§ DATA RECORDS
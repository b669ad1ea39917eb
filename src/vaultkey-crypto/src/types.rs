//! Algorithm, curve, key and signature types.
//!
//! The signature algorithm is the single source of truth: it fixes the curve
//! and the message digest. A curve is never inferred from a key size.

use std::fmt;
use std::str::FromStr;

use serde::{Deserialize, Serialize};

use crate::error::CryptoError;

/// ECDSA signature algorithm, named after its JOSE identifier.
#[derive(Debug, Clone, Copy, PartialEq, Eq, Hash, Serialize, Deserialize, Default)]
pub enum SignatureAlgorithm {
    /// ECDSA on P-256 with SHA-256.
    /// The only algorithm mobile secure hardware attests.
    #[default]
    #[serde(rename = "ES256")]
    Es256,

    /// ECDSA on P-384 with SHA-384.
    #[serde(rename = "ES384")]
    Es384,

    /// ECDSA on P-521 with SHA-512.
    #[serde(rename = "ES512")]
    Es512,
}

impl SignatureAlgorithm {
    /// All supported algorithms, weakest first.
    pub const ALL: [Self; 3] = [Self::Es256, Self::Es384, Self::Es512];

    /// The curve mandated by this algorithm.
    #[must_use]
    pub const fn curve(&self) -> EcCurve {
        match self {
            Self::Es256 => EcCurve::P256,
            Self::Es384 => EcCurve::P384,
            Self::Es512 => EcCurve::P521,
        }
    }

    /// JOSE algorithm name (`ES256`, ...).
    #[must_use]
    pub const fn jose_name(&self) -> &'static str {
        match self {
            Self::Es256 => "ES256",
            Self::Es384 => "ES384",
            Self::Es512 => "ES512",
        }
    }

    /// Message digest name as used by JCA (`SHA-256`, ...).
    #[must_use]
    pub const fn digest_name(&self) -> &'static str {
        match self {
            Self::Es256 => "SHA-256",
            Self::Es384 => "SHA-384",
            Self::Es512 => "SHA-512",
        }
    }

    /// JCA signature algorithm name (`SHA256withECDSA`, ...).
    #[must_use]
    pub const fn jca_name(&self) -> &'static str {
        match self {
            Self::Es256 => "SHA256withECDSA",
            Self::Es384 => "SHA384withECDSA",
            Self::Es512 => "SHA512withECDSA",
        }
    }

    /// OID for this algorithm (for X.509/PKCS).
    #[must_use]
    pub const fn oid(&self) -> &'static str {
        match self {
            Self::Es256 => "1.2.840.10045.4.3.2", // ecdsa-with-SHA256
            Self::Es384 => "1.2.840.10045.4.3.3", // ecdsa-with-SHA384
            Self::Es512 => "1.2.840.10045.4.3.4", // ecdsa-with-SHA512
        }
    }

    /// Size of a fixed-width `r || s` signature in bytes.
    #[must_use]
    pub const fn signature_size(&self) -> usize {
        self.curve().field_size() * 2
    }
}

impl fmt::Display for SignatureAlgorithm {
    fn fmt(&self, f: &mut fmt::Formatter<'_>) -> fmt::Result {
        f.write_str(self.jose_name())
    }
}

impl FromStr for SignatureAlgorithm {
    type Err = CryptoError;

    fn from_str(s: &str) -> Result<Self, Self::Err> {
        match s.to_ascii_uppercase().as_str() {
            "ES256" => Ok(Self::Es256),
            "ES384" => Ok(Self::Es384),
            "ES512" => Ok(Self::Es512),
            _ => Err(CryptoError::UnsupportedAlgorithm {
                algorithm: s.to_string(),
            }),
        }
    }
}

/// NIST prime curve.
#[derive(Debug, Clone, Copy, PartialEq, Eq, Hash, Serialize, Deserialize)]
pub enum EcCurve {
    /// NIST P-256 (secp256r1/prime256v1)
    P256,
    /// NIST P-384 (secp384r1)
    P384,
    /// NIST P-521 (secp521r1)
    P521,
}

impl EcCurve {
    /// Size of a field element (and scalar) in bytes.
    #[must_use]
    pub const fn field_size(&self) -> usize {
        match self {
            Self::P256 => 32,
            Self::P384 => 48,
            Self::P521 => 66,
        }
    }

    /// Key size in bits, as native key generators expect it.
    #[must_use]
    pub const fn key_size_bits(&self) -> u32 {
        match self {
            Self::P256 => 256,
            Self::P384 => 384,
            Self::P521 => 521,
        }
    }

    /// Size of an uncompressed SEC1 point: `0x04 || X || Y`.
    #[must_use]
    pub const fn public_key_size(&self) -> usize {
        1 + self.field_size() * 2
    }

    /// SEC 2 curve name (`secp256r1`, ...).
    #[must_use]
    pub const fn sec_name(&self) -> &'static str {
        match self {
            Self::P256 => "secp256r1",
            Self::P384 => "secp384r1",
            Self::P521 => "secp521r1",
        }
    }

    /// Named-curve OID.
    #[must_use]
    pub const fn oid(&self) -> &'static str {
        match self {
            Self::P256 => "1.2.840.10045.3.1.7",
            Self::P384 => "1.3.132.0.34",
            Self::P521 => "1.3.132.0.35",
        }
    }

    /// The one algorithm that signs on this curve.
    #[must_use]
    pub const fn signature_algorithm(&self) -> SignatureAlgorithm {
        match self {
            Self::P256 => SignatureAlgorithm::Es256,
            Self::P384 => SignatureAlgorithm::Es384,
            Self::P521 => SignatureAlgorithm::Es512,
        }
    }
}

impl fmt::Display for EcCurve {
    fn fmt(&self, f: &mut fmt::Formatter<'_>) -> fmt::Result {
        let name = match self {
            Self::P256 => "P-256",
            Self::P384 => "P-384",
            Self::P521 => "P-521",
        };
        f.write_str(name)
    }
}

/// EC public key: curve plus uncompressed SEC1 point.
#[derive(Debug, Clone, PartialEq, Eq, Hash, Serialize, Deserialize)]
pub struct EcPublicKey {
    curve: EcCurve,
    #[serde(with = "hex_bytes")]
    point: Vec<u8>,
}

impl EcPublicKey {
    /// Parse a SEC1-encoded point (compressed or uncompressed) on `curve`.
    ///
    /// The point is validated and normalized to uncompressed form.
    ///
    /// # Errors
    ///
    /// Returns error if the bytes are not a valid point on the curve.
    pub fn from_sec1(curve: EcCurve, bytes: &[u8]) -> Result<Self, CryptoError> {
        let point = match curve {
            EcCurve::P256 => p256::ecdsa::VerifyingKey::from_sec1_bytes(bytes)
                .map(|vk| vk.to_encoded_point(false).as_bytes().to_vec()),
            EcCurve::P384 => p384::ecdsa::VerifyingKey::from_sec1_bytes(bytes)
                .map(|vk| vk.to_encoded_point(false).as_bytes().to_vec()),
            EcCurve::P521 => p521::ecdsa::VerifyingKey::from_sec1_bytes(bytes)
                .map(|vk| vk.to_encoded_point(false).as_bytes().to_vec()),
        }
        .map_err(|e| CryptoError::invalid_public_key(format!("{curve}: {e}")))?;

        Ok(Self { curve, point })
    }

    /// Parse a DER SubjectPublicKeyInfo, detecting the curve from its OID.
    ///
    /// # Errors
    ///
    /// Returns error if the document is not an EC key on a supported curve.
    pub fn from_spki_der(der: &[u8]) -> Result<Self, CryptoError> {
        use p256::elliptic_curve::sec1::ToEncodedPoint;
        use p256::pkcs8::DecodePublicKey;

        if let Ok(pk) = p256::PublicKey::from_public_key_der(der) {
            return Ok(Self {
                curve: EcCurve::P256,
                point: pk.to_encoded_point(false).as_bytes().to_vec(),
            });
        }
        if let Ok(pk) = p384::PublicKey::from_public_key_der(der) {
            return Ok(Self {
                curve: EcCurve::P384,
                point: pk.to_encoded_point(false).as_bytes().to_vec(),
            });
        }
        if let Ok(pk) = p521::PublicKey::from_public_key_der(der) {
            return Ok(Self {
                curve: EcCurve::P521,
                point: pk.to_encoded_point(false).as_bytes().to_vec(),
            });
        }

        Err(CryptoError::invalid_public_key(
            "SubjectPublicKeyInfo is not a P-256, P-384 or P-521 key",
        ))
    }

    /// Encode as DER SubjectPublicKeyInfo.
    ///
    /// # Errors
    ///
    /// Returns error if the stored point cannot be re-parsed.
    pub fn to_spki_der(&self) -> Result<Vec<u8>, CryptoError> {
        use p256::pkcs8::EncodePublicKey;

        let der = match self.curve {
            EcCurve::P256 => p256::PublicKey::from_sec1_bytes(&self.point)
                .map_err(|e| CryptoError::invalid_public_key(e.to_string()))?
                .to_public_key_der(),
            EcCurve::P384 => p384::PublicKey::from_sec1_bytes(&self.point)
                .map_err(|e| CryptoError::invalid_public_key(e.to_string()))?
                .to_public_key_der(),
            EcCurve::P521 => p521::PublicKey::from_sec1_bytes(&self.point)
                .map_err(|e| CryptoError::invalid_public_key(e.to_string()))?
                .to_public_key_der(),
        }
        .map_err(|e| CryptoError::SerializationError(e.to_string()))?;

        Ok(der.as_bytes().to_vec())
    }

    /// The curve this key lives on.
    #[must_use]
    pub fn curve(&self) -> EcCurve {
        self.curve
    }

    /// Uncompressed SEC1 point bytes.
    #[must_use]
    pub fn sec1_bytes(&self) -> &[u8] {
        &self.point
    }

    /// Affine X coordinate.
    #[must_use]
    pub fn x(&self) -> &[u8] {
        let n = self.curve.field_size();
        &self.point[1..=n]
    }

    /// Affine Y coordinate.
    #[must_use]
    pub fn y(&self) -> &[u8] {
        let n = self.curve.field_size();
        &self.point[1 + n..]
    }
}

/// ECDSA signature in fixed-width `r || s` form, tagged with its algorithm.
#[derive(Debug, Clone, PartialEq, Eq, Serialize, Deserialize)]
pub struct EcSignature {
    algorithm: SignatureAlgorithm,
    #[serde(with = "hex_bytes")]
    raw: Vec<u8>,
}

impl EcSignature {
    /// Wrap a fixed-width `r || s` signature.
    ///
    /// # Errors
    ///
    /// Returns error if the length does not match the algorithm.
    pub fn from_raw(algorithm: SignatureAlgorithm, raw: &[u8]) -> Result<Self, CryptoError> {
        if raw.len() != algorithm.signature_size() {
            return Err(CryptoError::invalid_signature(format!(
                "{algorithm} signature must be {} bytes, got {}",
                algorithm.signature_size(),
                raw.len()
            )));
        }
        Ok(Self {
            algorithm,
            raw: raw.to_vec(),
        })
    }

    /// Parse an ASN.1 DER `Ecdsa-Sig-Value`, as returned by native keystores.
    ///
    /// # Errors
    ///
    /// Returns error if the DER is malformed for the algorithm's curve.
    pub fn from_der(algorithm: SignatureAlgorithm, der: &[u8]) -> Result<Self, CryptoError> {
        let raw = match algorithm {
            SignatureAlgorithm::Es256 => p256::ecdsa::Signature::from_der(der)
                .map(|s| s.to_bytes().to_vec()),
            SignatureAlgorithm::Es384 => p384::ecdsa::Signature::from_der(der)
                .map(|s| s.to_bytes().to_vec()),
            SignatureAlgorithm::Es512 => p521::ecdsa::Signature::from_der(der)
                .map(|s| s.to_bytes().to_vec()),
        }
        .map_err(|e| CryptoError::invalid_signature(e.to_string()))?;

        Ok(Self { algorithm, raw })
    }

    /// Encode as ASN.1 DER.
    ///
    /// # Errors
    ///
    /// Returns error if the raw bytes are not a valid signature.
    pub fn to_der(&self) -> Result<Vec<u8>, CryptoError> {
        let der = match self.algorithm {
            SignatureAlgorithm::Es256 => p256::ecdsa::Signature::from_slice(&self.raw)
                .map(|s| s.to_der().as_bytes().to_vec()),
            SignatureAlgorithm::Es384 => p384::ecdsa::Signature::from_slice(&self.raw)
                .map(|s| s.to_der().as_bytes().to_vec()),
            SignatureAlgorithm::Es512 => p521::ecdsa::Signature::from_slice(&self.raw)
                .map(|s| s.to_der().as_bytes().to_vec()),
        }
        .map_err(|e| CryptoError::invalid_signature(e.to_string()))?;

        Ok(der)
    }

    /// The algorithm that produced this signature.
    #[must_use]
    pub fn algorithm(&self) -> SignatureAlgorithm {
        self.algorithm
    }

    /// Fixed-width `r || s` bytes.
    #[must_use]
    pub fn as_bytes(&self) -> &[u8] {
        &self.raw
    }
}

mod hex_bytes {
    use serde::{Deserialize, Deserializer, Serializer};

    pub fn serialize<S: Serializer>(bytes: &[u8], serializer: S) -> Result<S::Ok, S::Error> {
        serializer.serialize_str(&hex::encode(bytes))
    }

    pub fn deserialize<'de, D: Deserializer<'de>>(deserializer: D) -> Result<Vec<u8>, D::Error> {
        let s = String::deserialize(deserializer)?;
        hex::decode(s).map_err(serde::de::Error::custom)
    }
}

§ BRIEF
All lines in the records that contain "Hash" are to be copied and returned.

§ WRITTEN RESPONSE
#[derive(Debug, Clone, Copy, PartialEq, Eq, Hash, Serialize, Deserialize, Default)]
#[derive(Debug, Clone, Copy, PartialEq, Eq, Hash, Serialize, Deserialize)]
#[derive(Debug, Clone, PartialEq, Eq, Hash, Serialize, Deserialize)]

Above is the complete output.